Saved data entries
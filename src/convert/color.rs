//! Color conversion between HEX, RGB(A) and HSL(A)
//!
//! Channel ranges: `r,g,b` in 0-255, `h` in 0-360, `s,l` in 0-100 (percent),
//! alpha in 0-1 defaulting to 1. Out-of-range input is rejected, never clamped.

use once_cell::sync::Lazy;
use regex::Regex;
use serde::{Deserialize, Serialize};

use super::error::{ConversionError, ConversionResult};

static HEX_RE: Lazy<Regex> = Lazy::new(|| {
    Regex::new(r"(?i)^#?(?:([0-9a-f]{3})|([0-9a-f]{6}))$").expect("valid hex pattern")
});

static RGB_RE: Lazy<Regex> = Lazy::new(|| {
    Regex::new(r"(?i)^rgba?\((\d{1,3}),\s*(\d{1,3}),\s*(\d{1,3})(?:,\s*([01]?\.?\d+))?\)$")
        .expect("valid rgb pattern")
});

static HSL_RE: Lazy<Regex> = Lazy::new(|| {
    Regex::new(r"(?i)^hsla?\((\d{1,3}),\s*(\d{1,3})%,\s*(\d{1,3})%(?:,\s*([01]?\.?\d+))?\)$")
        .expect("valid hsl pattern")
});

/// Supported color notations
#[derive(Debug, Clone, Copy, PartialEq, Eq, Hash, Serialize, Deserialize)]
#[serde(rename_all = "lowercase")]
pub enum ColorFormat {
    Hex,
    Rgb,
    Rgba,
    Hsl,
    Hsla,
}

impl ColorFormat {
    pub const ALL: [ColorFormat; 5] = [
        ColorFormat::Hex,
        ColorFormat::Rgb,
        ColorFormat::Rgba,
        ColorFormat::Hsl,
        ColorFormat::Hsla,
    ];

    pub fn as_str(&self) -> &'static str {
        match self {
            ColorFormat::Hex => "hex",
            ColorFormat::Rgb => "rgb",
            ColorFormat::Rgba => "rgba",
            ColorFormat::Hsl => "hsl",
            ColorFormat::Hsla => "hsla",
        }
    }

    pub fn from_str(s: &str) -> Option<Self> {
        match s.trim().to_lowercase().as_str() {
            "hex" => Some(ColorFormat::Hex),
            "rgb" => Some(ColorFormat::Rgb),
            "rgba" => Some(ColorFormat::Rgba),
            "hsl" => Some(ColorFormat::Hsl),
            "hsla" => Some(ColorFormat::Hsla),
            _ => None,
        }
    }
}

/// An sRGB color with alpha
#[derive(Debug, Clone, Copy, PartialEq, Serialize, Deserialize)]
pub struct Rgb {
    pub r: u8,
    pub g: u8,
    pub b: u8,
    pub a: f64,
}

impl Rgb {
    pub fn new(r: u8, g: u8, b: u8) -> Self {
        Self { r, g, b, a: 1.0 }
    }

    pub fn with_alpha(mut self, a: f64) -> Self {
        self.a = a;
        self
    }
}

/// A color in hue/saturation/lightness with alpha
#[derive(Debug, Clone, Copy, PartialEq, Serialize, Deserialize)]
pub struct Hsl {
    /// Degrees, 0-360
    pub h: u16,
    /// Percent, 0-100
    pub s: u8,
    /// Percent, 0-100
    pub l: u8,
    pub a: f64,
}

impl Hsl {
    pub fn new(h: u16, s: u8, l: u8) -> Self {
        Self { h, s, l, a: 1.0 }
    }
}

/// A parsed color value
#[derive(Debug, Clone, PartialEq, Serialize, Deserialize)]
#[serde(tag = "type", content = "value", rename_all = "lowercase")]
pub enum Color {
    /// Normalized `#rrggbb`
    Hex(String),
    Rgb(Rgb),
    Hsl(Hsl),
}

impl Color {
    /// Resolve to RGB, carrying alpha through
    pub fn to_rgb(&self) -> ConversionResult<Rgb> {
        match self {
            Color::Hex(hex) => hex_to_rgb(hex)
                .ok_or_else(|| ConversionError::InvalidInput(format!("'{}' is not a hex color", hex))),
            Color::Rgb(rgb) => Ok(*rgb),
            Color::Hsl(hsl) => Ok(hsl_to_rgb(hsl.h as f64, hsl.s as f64, hsl.l as f64).with_alpha(hsl.a)),
        }
    }
}

// ============================================================================
// Channel conversions
// ============================================================================

/// `#rgb` / `#rrggbb` (case-insensitive, `#` optional) to RGB
pub fn hex_to_rgb(hex: &str) -> Option<Rgb> {
    let caps = HEX_RE.captures(hex)?;

    let digits: String = match (caps.get(1), caps.get(2)) {
        (Some(short), _) => short.as_str().chars().flat_map(|c| [c, c]).collect(),
        (None, Some(full)) => full.as_str().to_string(),
        (None, None) => return None,
    };

    let channel = |i: usize| u8::from_str_radix(&digits[i..i + 2], 16).ok();
    Some(Rgb::new(channel(0)?, channel(2)?, channel(4)?))
}

/// RGB to lowercase `#rrggbb`
pub fn rgb_to_hex(r: u8, g: u8, b: u8) -> String {
    format!("#{:02x}{:02x}{:02x}", r, g, b)
}

/// RGB (0-255) to HSL (degrees, percent, percent), rounded to integers
pub fn rgb_to_hsl(r: u8, g: u8, b: u8) -> Hsl {
    let r = r as f64 / 255.0;
    let g = g as f64 / 255.0;
    let b = b as f64 / 255.0;

    let max = r.max(g).max(b);
    let min = r.min(g).min(b);
    let l = (max + min) / 2.0;

    if max == min {
        return Hsl::new(0, 0, (l * 100.0).round() as u8);
    }

    let d = max - min;
    let s = if l > 0.5 {
        d / (2.0 - max - min)
    } else {
        d / (max + min)
    };

    let sector = if max == r {
        (g - b) / d + if g < b { 6.0 } else { 0.0 }
    } else if max == g {
        (b - r) / d + 2.0
    } else {
        (r - g) / d + 4.0
    };
    let h = sector / 6.0;

    // Rounding can land exactly on 360; keep hue in [0, 360)
    let hue = (h * 360.0).round() as u16 % 360;

    Hsl::new(hue, (s * 100.0).round() as u8, (l * 100.0).round() as u8)
}

/// HSL (degrees, percent, percent) to RGB (0-255)
pub fn hsl_to_rgb(h: f64, s: f64, l: f64) -> Rgb {
    let s = s / 100.0;
    let l = l / 100.0;
    let a = s * l.min(1.0 - l);

    let k = |n: f64| (n + h / 30.0) % 12.0;
    let f = |n: f64| {
        let k = k(n);
        l - a * (-1.0_f64).max((k - 3.0).min(9.0 - k).min(1.0))
    };
    let channel = |n: f64| (255.0 * f(n)).round().clamp(0.0, 255.0) as u8;

    Rgb::new(channel(0.0), channel(8.0), channel(4.0))
}

// ============================================================================
// String grammars
// ============================================================================

/// Parse `rgb(R, G, B)` or `rgba(R, G, B, A)`
pub fn parse_rgb_string(input: &str) -> Option<Rgb> {
    let caps = RGB_RE.captures(input.trim())?;
    let r: u16 = caps[1].parse().ok()?;
    let g: u16 = caps[2].parse().ok()?;
    let b: u16 = caps[3].parse().ok()?;
    let a = parse_alpha(caps.get(4).map(|m| m.as_str()))?;

    if r > 255 || g > 255 || b > 255 {
        return None;
    }
    Some(Rgb::new(r as u8, g as u8, b as u8).with_alpha(a))
}

/// Parse `hsl(H, S%, L%)` or `hsla(H, S%, L%, A)`
pub fn parse_hsl_string(input: &str) -> Option<Hsl> {
    let caps = HSL_RE.captures(input.trim())?;
    let h: u16 = caps[1].parse().ok()?;
    let s: u16 = caps[2].parse().ok()?;
    let l: u16 = caps[3].parse().ok()?;
    let a = parse_alpha(caps.get(4).map(|m| m.as_str()))?;

    if h > 360 || s > 100 || l > 100 {
        return None;
    }
    Some(Hsl {
        h,
        s: s as u8,
        l: l as u8,
        a,
    })
}

/// Missing alpha means opaque; present alpha must lie in [0, 1]
fn parse_alpha(raw: Option<&str>) -> Option<f64> {
    match raw {
        None => Some(1.0),
        Some(raw) => {
            let a: f64 = raw.parse().ok()?;
            (0.0..=1.0).contains(&a).then_some(a)
        }
    }
}

// ============================================================================
// Parse / format pipeline
// ============================================================================

/// Parse `input` as the declared source format
pub fn parse_color(input: &str, format: ColorFormat) -> ConversionResult<Color> {
    let trimmed = input.trim();
    if trimmed.is_empty() {
        return Err(ConversionError::InvalidInput("color is empty".to_string()));
    }

    let invalid = || {
        ConversionError::InvalidInput(format!("'{}' is not a valid {} color", trimmed, format.as_str()))
    };

    match format {
        ColorFormat::Hex => {
            let rgb = hex_to_rgb(trimmed).ok_or_else(invalid)?;
            Ok(Color::Hex(rgb_to_hex(rgb.r, rgb.g, rgb.b)))
        }
        ColorFormat::Rgb | ColorFormat::Rgba => {
            parse_rgb_string(trimmed).map(Color::Rgb).ok_or_else(invalid)
        }
        ColorFormat::Hsl | ColorFormat::Hsla => {
            parse_hsl_string(trimmed).map(Color::Hsl).ok_or_else(invalid)
        }
    }
}

/// Render a color in the target notation
pub fn format_color(color: &Color, target: ColorFormat) -> ConversionResult<String> {
    let rgb = color.to_rgb()?;

    let output = match target {
        ColorFormat::Hex => rgb_to_hex(rgb.r, rgb.g, rgb.b),
        ColorFormat::Rgb => format!("rgb({}, {}, {})", rgb.r, rgb.g, rgb.b),
        ColorFormat::Rgba => format!("rgba({}, {}, {}, {})", rgb.r, rgb.g, rgb.b, rgb.a),
        ColorFormat::Hsl => {
            let hsl = rgb_to_hsl(rgb.r, rgb.g, rgb.b);
            format!("hsl({}, {}%, {}%)", hsl.h, hsl.s, hsl.l)
        }
        ColorFormat::Hsla => {
            let hsl = rgb_to_hsl(rgb.r, rgb.g, rgb.b);
            format!("hsla({}, {}%, {}%, {})", hsl.h, hsl.s, hsl.l, rgb.a)
        }
    };

    Ok(output)
}

/// Parse `input` in `from` notation and render it in `to` notation
pub fn convert_color(input: &str, from: &str, to: &str) -> ConversionResult<String> {
    let unsupported = || ConversionError::UnsupportedConversion {
        from: from.trim().to_lowercase(),
        to: to.trim().to_lowercase(),
    };
    let from_format = ColorFormat::from_str(from).ok_or_else(unsupported)?;
    let to_format = ColorFormat::from_str(to).ok_or_else(unsupported)?;

    let color = parse_color(input, from_format)?;
    format_color(&color, to_format)
}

* _DIRECTIONS_
Whichever lines of the data include the word "static", pull them out.

* _EXERCISE ANSWER_
static HEX_RE: Lazy<Regex> = Lazy::new(|| {
static RGB_RE: Lazy<Regex> = Lazy::new(|| {
static HSL_RE: Lazy<Regex> = Lazy::new(|| {
    pub fn as_str(&self) -> &'static str {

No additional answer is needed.